Несколько минут прошло в напряженной, давящей тишине. Вдруг застонала земля от топота тысяч конских ног – масса крымской конницы, пуская стрелы, размахивая шашками, с дикими криками ринулась с горы на равнину. Равнина была тиха и безлюдна. Казалось, крымцам не с кем будет биться. Только за стенами деревянного городка поблескивали стальные шеломы.
Лавина коней и людей с быстротой вихря достигла середины расстояния, отделявшего гору от походного городка, и мчалась дальше.
И вдруг снова дрогнула земля: сотни пушек из воинского стана, с кремлевских стен, из обращенных в крепости монастырей Даниловского, Новоспасского, Симоновского прогремели страшное приветствие, и чугунный град прорезал ряды татар. И в это же время распахнулись ворота городка, и отборные, дружины, литовская и немецкая, высыпали оттуда.

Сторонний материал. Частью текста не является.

pub mod metrics;
mod routes;

pub use metrics::InsightMetrics;
pub use routes::create_router;

use axum::{
    http::StatusCode,
    response::{IntoResponse, Response},
    Json,
};
use insight_core::{ErrorClass, InsightEngine, InsightError};
use serde::Serialize;
use std::sync::Arc;
use std::time::Duration;

/// Shared application state
#[derive(Clone)]
pub struct AppState {
    pub engine: Arc<InsightEngine>,
    pub metrics: Arc<InsightMetrics>,
    /// Deadline applied to every insight request
    pub request_timeout: Duration,
    pub start_time: std::time::Instant,
}

/// JSON response wrapper
#[derive(Serialize)]
pub struct JsonResponse<T> {
    pub success: bool,
    #[serde(skip_serializing_if = "Option::is_none")]
    pub data: Option<T>,
    #[serde(skip_serializing_if = "Option::is_none")]
    pub error: Option<String>,
}

impl<T: Serialize> JsonResponse<T> {
    pub fn ok(data: T) -> Self {
        Self {
            success: true,
            data: Some(data),
            error: None,
        }
    }

    pub fn err(msg: impl Into<String>) -> JsonResponse<()> {
        JsonResponse {
            success: false,
            data: None,
            error: Some(msg.into()),
        }
    }
}

/// Error type for HTTP handlers
pub enum AppError {
    Insight(InsightError),
    Internal(anyhow::Error),
}

impl AppError {
    pub fn status(&self) -> StatusCode {
        match self {
            AppError::Insight(e) => match e.class() {
                ErrorClass::Unavailable => StatusCode::BAD_GATEWAY,
                ErrorClass::TooManyRequests => StatusCode::TOO_MANY_REQUESTS,
                ErrorClass::Timeout => StatusCode::GATEWAY_TIMEOUT,
                ErrorClass::InvalidInput => StatusCode::BAD_REQUEST,
            },
            AppError::Internal(_) => StatusCode::INTERNAL_SERVER_ERROR,
        }
    }

    /// Client-facing message. Upstream detail stays in the logs.
    pub fn message(&self) -> String {
        match self {
            AppError::Insight(e) => match e.class() {
                ErrorClass::Unavailable => "dependency unavailable".to_string(),
                ErrorClass::TooManyRequests => "too many requests".to_string(),
                ErrorClass::Timeout => "request timeout".to_string(),
                ErrorClass::InvalidInput => "invalid customerId".to_string(),
            },
            AppError::Internal(e) => e.to_string(),
        }
    }
}

impl IntoResponse for AppError {
    fn into_response(self) -> Response {
        (self.status(), Json(JsonResponse::<()>::err(self.message()))).into_response()
    }
}

impl From<InsightError> for AppError {
    fn from(err: InsightError) -> Self {
        AppError::Insight(err)
    }
}

impl From<anyhow::Error> for AppError {
    fn from(err: anyhow::Error) -> Self {
        AppError::Internal(err)
    }
}

pub type AppResult<T> = Result<T, AppError>;

#[cfg(test)]
mod tests {
    use super::*;
    use insight_core::Dependency;

    #[test]
    fn error_classes_map_to_status_codes() {
        let cases = [
            (
                InsightError::upstream(Dependency::Profile, "reset"),
                StatusCode::BAD_GATEWAY,
                "dependency unavailable",
            ),
            (
                InsightError::CircuitOpen {
                    dependency: Dependency::Transactions,
                },
                StatusCode::BAD_GATEWAY,
                "dependency unavailable",
            ),
            (
                InsightError::BulkheadRejected {
                    dependency: Dependency::Profile,
                },
                StatusCode::TOO_MANY_REQUESTS,
                "too many requests",
            ),
            (
                InsightError::DeadlineExceeded,
                StatusCode::GATEWAY_TIMEOUT,
                "request timeout",
            ),
            (
                InsightError::Cancelled,
                StatusCode::GATEWAY_TIMEOUT,
                "request timeout",
            ),
            (
                InsightError::InvalidCustomerId("x".into()),
                StatusCode::BAD_REQUEST,
                "invalid customerId",
            ),
        ];

        for (err, status, message) in cases {
            let app = AppError::from(err);
            assert_eq!(app.status(), status);
            assert_eq!(app.message(), message);
        }
    }
}
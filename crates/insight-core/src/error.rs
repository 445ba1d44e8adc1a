use crate::types::Dependency;
use thiserror::Error;

pub type Result<T> = std::result::Result<T, InsightError>;

/// Boxed error carried by an upstream failure.
pub type BoxError = Box<dyn std::error::Error + Send + Sync + 'static>;

#[derive(Debug, Error)]
pub enum InsightError {
    #[error("Upstream {dependency} failed: {source}")]
    Upstream {
        dependency: Dependency,
        #[source]
        source: BoxError,
    },

    #[error("Deadline exceeded")]
    DeadlineExceeded,

    #[error("Cancelled")]
    Cancelled,

    #[error("Circuit breaker is open for {dependency}")]
    CircuitOpen { dependency: Dependency },

    #[error("Bulkhead full for {dependency}")]
    BulkheadRejected { dependency: Dependency },

    #[error("Invalid customer id: {0:?}")]
    InvalidCustomerId(String),
}

/// Coarse grouping of error kinds, used by adapters to pick a response class.
#[derive(Debug, Clone, Copy, PartialEq, Eq, Hash)]
pub enum ErrorClass {
    /// The dependency failed or is being shed by its breaker.
    Unavailable,
    /// The dependency is at its concurrency cap.
    TooManyRequests,
    /// The caller's deadline elapsed or the caller gave up.
    Timeout,
    InvalidInput,
}

impl InsightError {
    /// Wrap an error returned by an upstream dependency.
    pub fn upstream<E>(dependency: Dependency, source: E) -> Self
    where
        E: Into<BoxError>,
    {
        InsightError::Upstream {
            dependency,
            source: source.into(),
        }
    }

    pub fn class(&self) -> ErrorClass {
        match self {
            InsightError::Upstream { .. } | InsightError::CircuitOpen { .. } => {
                ErrorClass::Unavailable
            }
            InsightError::BulkheadRejected { .. } => ErrorClass::TooManyRequests,
            InsightError::DeadlineExceeded | InsightError::Cancelled => ErrorClass::Timeout,
            InsightError::InvalidCustomerId(_) => ErrorClass::InvalidInput,
        }
    }

    /// True for the two context-driven outcomes.
    pub fn is_cancellation(&self) -> bool {
        matches!(self, InsightError::DeadlineExceeded | InsightError::Cancelled)
    }

    /// Dependency this error is attributed to, if any.
    pub fn dependency(&self) -> Option<Dependency> {
        match self {
            InsightError::Upstream { dependency, .. }
            | InsightError::CircuitOpen { dependency }
            | InsightError::BulkheadRejected { dependency } => Some(*dependency),
            _ => None,
        }
    }
}
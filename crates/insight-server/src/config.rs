use clap::Parser;
use insight_core::{
    BulkheadConfig, CircuitBreakerConfig, InsightConfig, ResilienceConfig, RetryPolicy,
};
use std::net::SocketAddr;
use std::time::Duration;

#[derive(Parser, Debug, Clone)]
#[command(name = "insight")]
#[command(about = "Customer insight aggregation server")]
pub struct Config {
    /// HTTP listen address
    #[arg(long, env = "INSIGHT_HTTP_ADDR", default_value = "0.0.0.0:8080")]
    pub http_addr: SocketAddr,

    /// Insight cache TTL in seconds
    #[arg(long, env = "INSIGHT_CACHE_TTL_SECS", default_value = "60")]
    pub cache_ttl_secs: u64,

    /// Per-request deadline in milliseconds
    #[arg(long, env = "INSIGHT_REQUEST_TIMEOUT_MS", default_value = "2000")]
    pub request_timeout_ms: u64,

    /// Consecutive failures that open a dependency's circuit
    #[arg(long, env = "INSIGHT_BREAKER_THRESHOLD", default_value = "5")]
    pub breaker_threshold: u32,

    /// Seconds a tripped circuit stays open
    #[arg(long, env = "INSIGHT_BREAKER_RESET_SECS", default_value = "30")]
    pub breaker_reset_secs: u64,

    /// Concurrent calls admitted per dependency
    #[arg(long, env = "INSIGHT_BULKHEAD_LIMIT", default_value = "10")]
    pub bulkhead_limit: usize,

    /// Attempts per upstream call (1 disables retry)
    #[arg(long, env = "INSIGHT_RETRY_ATTEMPTS", default_value = "3")]
    pub retry_attempts: u32,

    /// First retry backoff in milliseconds, doubled per attempt
    #[arg(long, env = "INSIGHT_RETRY_BASE_MS", default_value = "100")]
    pub retry_base_ms: u64,

    /// Simulated profile service latency in milliseconds
    #[arg(long, env = "INSIGHT_PROFILE_LATENCY_MS", default_value = "150")]
    pub profile_latency_ms: u64,

    /// Simulated transactions service latency in milliseconds
    #[arg(long, env = "INSIGHT_TRANSACTIONS_LATENCY_MS", default_value = "3000")]
    pub transactions_latency_ms: u64,

    /// Expired cache entry sweep interval in seconds (0 disables)
    #[arg(long, env = "INSIGHT_SWEEP_INTERVAL_SECS", default_value = "30")]
    pub sweep_interval_secs: u64,

    /// Grace period for in-flight requests on shutdown, in seconds
    #[arg(long, env = "INSIGHT_SHUTDOWN_TIMEOUT_SECS", default_value = "5")]
    pub shutdown_timeout_secs: u64,
}

impl Config {
    pub fn request_timeout(&self) -> Duration {
        Duration::from_millis(self.request_timeout_ms)
    }

    pub fn profile_latency(&self) -> Duration {
        Duration::from_millis(self.profile_latency_ms)
    }

    pub fn transactions_latency(&self) -> Duration {
        Duration::from_millis(self.transactions_latency_ms)
    }

    pub fn shutdown_timeout(&self) -> Duration {
        Duration::from_secs(self.shutdown_timeout_secs)
    }

    /// Sweep interval, or `None` when sweeping is disabled.
    pub fn sweep_interval(&self) -> Option<Duration> {
        (self.sweep_interval_secs > 0).then(|| Duration::from_secs(self.sweep_interval_secs))
    }

    pub fn resilience_config(&self) -> ResilienceConfig {
        let config = ResilienceConfig::new()
            .with_circuit_breaker(CircuitBreakerConfig::new(
                self.breaker_threshold,
                Duration::from_secs(self.breaker_reset_secs),
            ))
            .with_bulkhead(BulkheadConfig::new(self.bulkhead_limit));

        if self.retry_attempts > 1 {
            config.with_retry(RetryPolicy::new(
                self.retry_attempts,
                Duration::from_millis(self.retry_base_ms),
            ))
        } else {
            config.without_retry()
        }
    }

    pub fn insight_config(&self) -> InsightConfig {
        InsightConfig::default()
            .with_cache_ttl(Duration::from_secs(self.cache_ttl_secs))
            .with_resilience(self.resilience_config())
    }

    pub fn validate(&self) -> anyhow::Result<()> {
        if self.request_timeout_ms == 0 {
            anyhow::bail!("request_timeout_ms must be greater than 0");
        }
        if self.retry_attempts == 0 {
            anyhow::bail!("retry_attempts must be at least 1");
        }
        let errors = self.insight_config().validate();
        if !errors.is_empty() {
            anyhow::bail!("invalid configuration: {}", errors.join("; "));
        }
        Ok(())
    }
}

impl Default for Config {
    fn default() -> Self {
        Self {
            http_addr: SocketAddr::from(([0, 0, 0, 0], 8080)),
            cache_ttl_secs: 60,
            request_timeout_ms: 2000,
            breaker_threshold: 5,
            breaker_reset_secs: 30,
            bulkhead_limit: 10,
            retry_attempts: 3,
            retry_base_ms: 100,
            profile_latency_ms: 150,
            transactions_latency_ms: 3000,
            sweep_interval_secs: 30,
            shutdown_timeout_secs: 5,
        }
    }
}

Живая лавина, осыпаемая ядрами, продолжала мчаться, но уже впереди нее была скала. И она налетела на скалу. Залпы ружейных выстрелов слились с громом пушек – это была музыка боя; проклятия и стоны были его пением.
Московцы и татары стреляли в упор, рубились холодным оружием, душили, грызли друг друга. Здесь не было места милосердию, неизвестна была пощада. Раненые, поверженные на землю, поднимались вновь и, стоя на колеблющихся ногах, ослабевающей рукой еще хотели разить врага.
А с горы спускались все новые толпы крымцев, из городка выступали все новые дружины.
Горожане со стен и кровлей с напряжением следили за ходом битвы. Не было сердца, которое не билось бы в это время страхом и надеждою; не было татарского сердца, кроме одного: это было сердце царя Федора.
Когда в комнату царя вошел боярин Григорий Годунов, царь встал и со всего терема смотрел на битву. Григорий плакал от волнения. Федор заметил его слезы и промолвил спокойно:
– На завтра, должно, царь крымский повернет восвояси.
Марку Даниловичу пришлось биться в самом центре битвы. В бою ему приходилось быть еще впервые. Он сам удивился тому, сколько зверства таится в натуре человека. Разве не зверским было то чувство, которое испытывал он, да, вероятно, и другие бойцы – чувство неутолимой жажды крови – крови человеческой?
Вид крови опьяняет – это на себе испытал Марк.
Холопы его дрались бок о бок с ним, а в их первых рядах – Филька. Он дрался лихо, и его топор раскроил не одну вражескую башку. Вдруг он повернулся к боярину и, кивнув головой в сторону, крикнул:
– Глянь-ка, там-то кто!
Марк Данилович оглянулся.
– Илья Лихой!
– Он самый. Ишь, леший, саблей-то как размахивает! А только ему несдобровать – татарва его уберет. Так ему и надо, проклятому!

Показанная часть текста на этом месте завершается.